##### Entries shown

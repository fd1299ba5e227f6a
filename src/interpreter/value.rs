use crate::ast::Literal;

use super::{class::Instance, Callable};

#[derive(Debug, Clone)]
pub enum Value {
    Nil,
    Bool(bool),
    Number(f64),
    String(String),
    Callable(Callable),
    Instance(Instance),
}

impl Value {
    /// Only `nil` and `false` are falsy.
    pub fn is_truthy(&self) -> bool {
        match self {
            Value::Nil => false,
            Value::Bool(b) => *b,
            _ => true,
        }
    }

    pub fn as_number(&self) -> Option<f64> {
        match self {
            Value::Number(n) => Some(*n),
            _ => None,
        }
    }
}

// Never coerces: values of different kinds are never equal, and reference
// types compare by identity.
impl PartialEq for Value {
    fn eq(&self, other: &Self) -> bool {
        match (self, other) {
            (Value::Nil, Value::Nil) => true,
            (Value::Bool(a), Value::Bool(b)) => a == b,
            (Value::Number(a), Value::Number(b)) => a == b,
            (Value::String(a), Value::String(b)) => a == b,
            (Value::Callable(a), Value::Callable(b)) => a == b,
            (Value::Instance(a), Value::Instance(b)) => a == b,
            _ => false,
        }
    }
}

impl std::fmt::Display for Value {
    fn fmt(&self, f: &mut std::fmt::Formatter) -> std::fmt::Result {
        match self {
            Value::Nil => write!(f, "nil"),
            Value::Bool(b) => write!(f, "{}", b),
            Value::Number(n) if n.is_nan() => write!(f, "NaN"),
            Value::Number(n) if n.is_infinite() => write!(f, "{}Inf", if *n > 0.0 { "+" } else { "-" }),
            Value::Number(n) => write!(f, "{}", n),
            Value::String(s) => write!(f, "{}", s),
            Value::Callable(callable) => write!(f, "{}", callable),
            Value::Instance(instance) => write!(f, "{}", instance),
        }
    }
}

impl From<&Literal> for Value {
    fn from(literal: &Literal) -> Self {
        match literal {
            Literal::Nil => Value::Nil,
            Literal::Bool(b) => Value::Bool(*b),
            Literal::Number(n) => Value::Number(*n),
            Literal::String(s) => Value::String(s.clone()),
        }
    }
}

#[cfg(test)]
mod tests {
    use super::*;

    #[test]
    fn truthiness() {
        assert!(!Value::Nil.is_truthy());
        assert!(!Value::Bool(false).is_truthy());
        assert!(Value::Bool(true).is_truthy());
        assert!(Value::Number(0.0).is_truthy());
        assert!(Value::String(String::new()).is_truthy());
    }

    #[test]
    fn equality_never_coerces() {
        assert_eq!(Value::Nil, Value::Nil);
        assert_eq!(Value::Number(1.0), Value::Number(1.0));
        assert_eq!(Value::String("a".into()), Value::String("a".into()));
        assert_ne!(Value::Number(1.0), Value::String("1".into()));
        assert_ne!(Value::Bool(false), Value::Nil);
        assert_ne!(Value::Number(0.0), Value::Bool(false));
        assert_ne!(Value::Number(f64::NAN), Value::Number(f64::NAN));
    }

    #[test]
    fn display() {
        assert_eq!(Value::Nil.to_string(), "nil");
        assert_eq!(Value::Number(1.0).to_string(), "1");
        assert_eq!(Value::Number(2.5).to_string(), "2.5");
        assert_eq!(Value::Number(-3.0).to_string(), "-3");
        assert_eq!(Value::Bool(true).to_string(), "true");
        assert_eq!(Value::String("hi".into()).to_string(), "hi");
    }

    #[test]
    fn display_non_finite_numbers() {
        assert_eq!(Value::Number(f64::INFINITY).to_string(), "+Inf");
        assert_eq!(Value::Number(f64::NEG_INFINITY).to_string(), "-Inf");
        assert_eq!(Value::Number(f64::NAN).to_string(), "NaN");
        assert_eq!(Value::Number(-0.0).to_string(), "-0");
    }
}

##########

Work instructions —
A single number is the answer: how many lines of the material above hold the word "true"?

Answer to the exercise —
4